The Sika case has also led to some politicians, among them Pirmin Bischof of the centre-right Christian Democrats and Jean Christophe Schwaab of the centre-left Social Democrats, to call into question the validity of the current takeover system.
By coincidence, politicians and other interested parties are currently discussing wide-ranging changes to shareholder rights laws that are due to go before parliament in the near future. The issues of dual-class shareholdings and the opt-out clause have not so far been discussed in the reform package, but some observers believe they now should be added to the legislative review.
But the current system also has supporters. The Swiss Business Federation, economiesuisse, recently looked at including the “one share, one vote” principle in its voluntary Swiss Code of Best Practice for Corporate Governance. But it found no evidence that the system worked any better than the dual-class structure and so left it out.
Daniel Daeniker, managing partner of the Homburger law firm and a specialist in takeovers, finds the Sika case “troubling” but also an exception to an otherwise well-functioning system.
“Is this an outlier that warrants a change of rules? I do not think so,” he told swissinfo.ch. “Swiss law generally has been known as being flexible towards the idiosyncrasies of individual companies. It would be a shame to take away this flexibility as a result of an announced transaction that clearly tested the limits.”

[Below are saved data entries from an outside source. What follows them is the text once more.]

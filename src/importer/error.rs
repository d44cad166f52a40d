// ==========================================
// 会员导入引擎 - 导入模块错误类型
// ==========================================
// 工具: thiserror 派生宏
// 说明: 行级错误的 Display 文本即写入行状态日志的消息
// ==========================================

use crate::domain::types::{ContactId, MembershipId, RowState};
use crate::repository::error::RepositoryError;
use thiserror::Error;

/// 导入模块错误类型
#[derive(Error, Debug)]
pub enum ImportError {
    // ===== 行级校验错误 =====
    #[error("Invalid value for field(s) : {}", join_messages(.0))]
    Validation(Vec<String>),

    #[error("Missing required fields: {0}")]
    MissingRequiredFields(String),

    // ===== 行级匹配错误 =====
    #[error("Multiple matching contact records detected for this row. The membership was not imported")]
    AmbiguousMatch { contact_ids: Vec<ContactId> },

    #[error("No matching Contact found for ({description})")]
    ContactNotFound { description: String },

    #[error("Invalid contact ID {contact_id}: {reason}")]
    InvalidContactId { contact_id: String, reason: String },

    #[error("Membership with id {0} does not exist. Record was not imported.")]
    MembershipNotFound(MembershipId),

    #[error("Mismatch of External ID:{external_identifier} and Contact Id:{contact_id}")]
    ContactIdentifierMismatch {
        external_identifier: String,
        contact_id: ContactId,
    },

    // ===== 行级状态错误 =====
    #[error("{}", status_mismatch_message(.explicit, .calculated))]
    StatusMismatch {
        explicit: String,
        calculated: Option<String>,
    },

    #[error("No membership status could be determined for this row. Record was not imported.")]
    MissingStatus,

    // ===== 协作方错误 =====
    #[error(transparent)]
    Collaborator(#[from] RepositoryError),

    /// 行结果未写入行状态日志（批次级错误，不作为行消息）
    #[error("Outcome of row {row_number} could not be recorded: {source}")]
    ProgressNotRecorded {
        row_number: usize,
        #[source]
        source: RepositoryError,
    },

    // ===== 文件相关错误 =====
    #[error("File not found: {0}")]
    FileNotFound(String),

    #[error("Unsupported file format: {0} (expected .csv/.xlsx/.xls)")]
    UnsupportedFormat(String),

    #[error("File read failed: {0}")]
    FileReadError(String),

    #[error("CSV parse failed: {0}")]
    CsvParseError(String),

    #[error("Excel parse failed: {0}")]
    ExcelParseError(String),

    #[error("Column mapping invalid: {0}")]
    MappingConfigError(String),
}

impl ImportError {
    /// 行级错误对应的终止状态
    pub fn final_state(&self) -> RowState {
        match self {
            ImportError::AmbiguousMatch { .. } => RowState::Skipped,
            _ => RowState::Rejected,
        }
    }
}

fn join_messages(messages: &[String]) -> String {
    messages.join(",")
}

fn status_mismatch_message(explicit: &str, calculated: &Option<String>) -> String {
    match calculated {
        Some(name) => format!(
            "Status in import row ({}) does not match calculated status based on your configured Membership Status Rules ({}). Record was not imported.",
            explicit, name
        ),
        None => format!(
            "Status in import row ({}) does not match calculated status based on your configured Membership Status Rules. Record was not imported.",
            explicit
        ),
    }
}

// 实现 From<std::io::Error>
impl From<std::io::Error> for ImportError {
    fn from(err: std::io::Error) -> Self {
        ImportError::FileReadError(err.to_string())
    }
}

// 实现 From<csv::Error>
impl From<csv::Error> for ImportError {
    fn from(err: csv::Error) -> Self {
        ImportError::CsvParseError(err.to_string())
    }
}

// 实现 From<calamine::Error>
impl From<calamine::Error> for ImportError {
    fn from(err: calamine::Error) -> Self {
        ImportError::ExcelParseError(err.to_string())
    }
}

// 实现 From<serde_json::Error>（列映射配置）
impl From<serde_json::Error> for ImportError {
    fn from(err: serde_json::Error) -> Self {
        ImportError::MappingConfigError(err.to_string())
    }
}

/// Result 类型别名
pub type ImportResult<T> = Result<T, ImportError>;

And others point to the fact that while the system may not be perfect, it is at least transparent and well sign-posted.
“The [Sika] board’s huffing and puffing is well-meaning but little else. What did they think protected the public shareholders? Family honour? Sika’s feudal structure is indeed frightful. But it is too late to object after the aristocrats have done to the peasants what aristocrats always do to peasants,” the Financial Times said in an editorial.
Sika sale saga
On December 5, the Sika board and management were first alerted to the Burkard family’s deal to sell its 16.1% equity stake (that carries 52.4% of voting rights) to Saint Gobain. Several board members and managers immediately spoke out against the deal, resulting in the Burkards calling an emergency general meeting to replace dissenting board members with hand-picked replacements.
“I was shocked when I heard about the sale,” Sika board member Monika Ribar told the Blick newspaper. “Neither the board of directors nor the management had anticipated such a move by the main shareholders.”
The family decision to sell was made all the more surprising by the family appearing to give its long-term commitment to Sika on the occasion of the firm’s 100th anniversary in 2010. But that commitment appeared to wane after the chief author of that statement, family matriarch Franziska Burkard-Schenker, died in 2013.
Since the proposed sale of the family stake was announced, stories have emerged in the Swiss media of conflict and jealousies between the five Burkard siblings — the fourth-generation descendants of Sika founder Kaspar Winkler. Such stories suggest that differences of opinion may have hastened the family’s decision to sell up and walk away from the company.